*WHAT THE TASK ASKS*. Please read the records below and return each line holding the string "join".

[WORKING DATA — start]

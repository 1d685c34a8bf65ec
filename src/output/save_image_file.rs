// 该文件是 Kanjian （看见） 项目的一部分。
// src/output/save_image_file.rs - 保存标注结果图像
//
// 本文件根据 Apache 许可证第 2.0 版（以下简称“许可证”）授权使用；
// 除非遵守该许可证条款，否则您不得使用本文件。
// 您可通过以下网址获取许可证副本：
// http://www.apache.org/licenses/LICENSE-2.0
// 除非适用法律要求或书面同意，根据本许可协议分发的软件均按“原样”提供，
// 不附带任何形式的明示或暗示的保证或条件。
// 有关许可权限与限制的具体条款，请参阅本许可协议。
//
// Copyright (C) 2026 Johann Li <me@qinka.pro>, Wareless Group

use std::{
  fs::{File, OpenOptions},
  io::{BufWriter, ErrorKind, Write},
  path::{Path, PathBuf},
};

use image::{RgbImage, codecs::jpeg::JpegEncoder};
use thiserror::Error;
use tracing::{info, warn};
use url::Url;
use uuid::Uuid;

const JPEG_QUALITY: u8 = 95;
const MAX_NAME_ATTEMPTS: usize = 4;
const STATIC_ROUTE: &str = "static";

#[derive(Error, Debug)]
pub enum SaveImageFileError {
  #[error("I/O 错误: {0}")]
  IoError(#[from] std::io::Error),
  #[error("图像编码错误: {0}")]
  ImageError(#[from] image::ImageError),
  #[error("无法构造结果地址: {0}")]
  UrlError(#[from] url::ParseError),
  #[error("连续 {0} 次生成的文件名均已存在")]
  NameExhausted(usize),
}

/// 已保存的结果图像
#[derive(Debug, Clone, PartialEq, Eq)]
pub struct SavedImage {
  pub file_name: String,
  pub path: PathBuf,
  pub url: Url,
}

/// 将图像以 `<uuid>.jpg` 写入静态目录，并给出可访问的地址
///
/// 文件以独占方式创建，已有文件永远不会被覆盖。
#[derive(Debug, Clone)]
pub struct SaveImageFileOutput {
  dir: PathBuf,
  base_url: Url,
}

impl SaveImageFileOutput {
  pub fn new(dir: impl Into<PathBuf>, host: &str, port: u16) -> Result<Self, SaveImageFileError> {
    let base_url = Url::parse(&format!("http://{}:{}/{}/", host, port, STATIC_ROUTE))?;
    Ok(Self {
      dir: dir.into(),
      base_url,
    })
  }

  pub fn dir(&self) -> &Path {
    &self.dir
  }

  pub fn result_url(&self, file_name: &str) -> Result<Url, SaveImageFileError> {
    Ok(self.base_url.join(file_name)?)
  }

  pub fn save_image(&self, image: &RgbImage) -> Result<SavedImage, SaveImageFileError> {
    std::fs::create_dir_all(&self.dir)?;

    for _ in 0..MAX_NAME_ATTEMPTS {
      let file_name = format!("{}.jpg", Uuid::new_v4());
      let path = self.dir.join(&file_name);
      let written = write_exclusive(&path, |writer| {
        JpegEncoder::new_with_quality(writer, JPEG_QUALITY).encode_image(image)?;
        Ok(())
      });
      match written {
        Ok(()) => {}
        Err(SaveImageFileError::IoError(e)) if e.kind() == ErrorKind::AlreadyExists => continue,
        Err(e) => return Err(e),
      }

      let url = self.result_url(&file_name)?;
      info!("保存结果图像到文件: {}", path.display());
      return Ok(SavedImage {
        file_name,
        path,
        url,
      });
    }

    Err(SaveImageFileError::NameExhausted(MAX_NAME_ATTEMPTS))
  }
}

/// 独占创建文件并写入；写入失败时删除写了一半的文件
fn write_exclusive<F>(path: &Path, write: F) -> Result<(), SaveImageFileError>
where
  F: FnOnce(&mut BufWriter<File>) -> Result<(), SaveImageFileError>,
{
  let file = OpenOptions::new().write(true).create_new(true).open(path)?;
  let mut writer = BufWriter::new(file);
  let result = write(&mut writer).and_then(|()| Ok(writer.flush()?));

  if let Err(e) = result {
    drop(writer);
    if let Err(remove) = std::fs::remove_file(path) {
      warn!("无法删除未写完的文件 {}: {}", path.display(), remove);
    }
    return Err(e);
  }
  Ok(())
}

[WORKING DATA — finish]

*TASK OUTPUT*.
    Ok(self.base_url.join(file_name)?)
      let path = self.dir.join(&file_name);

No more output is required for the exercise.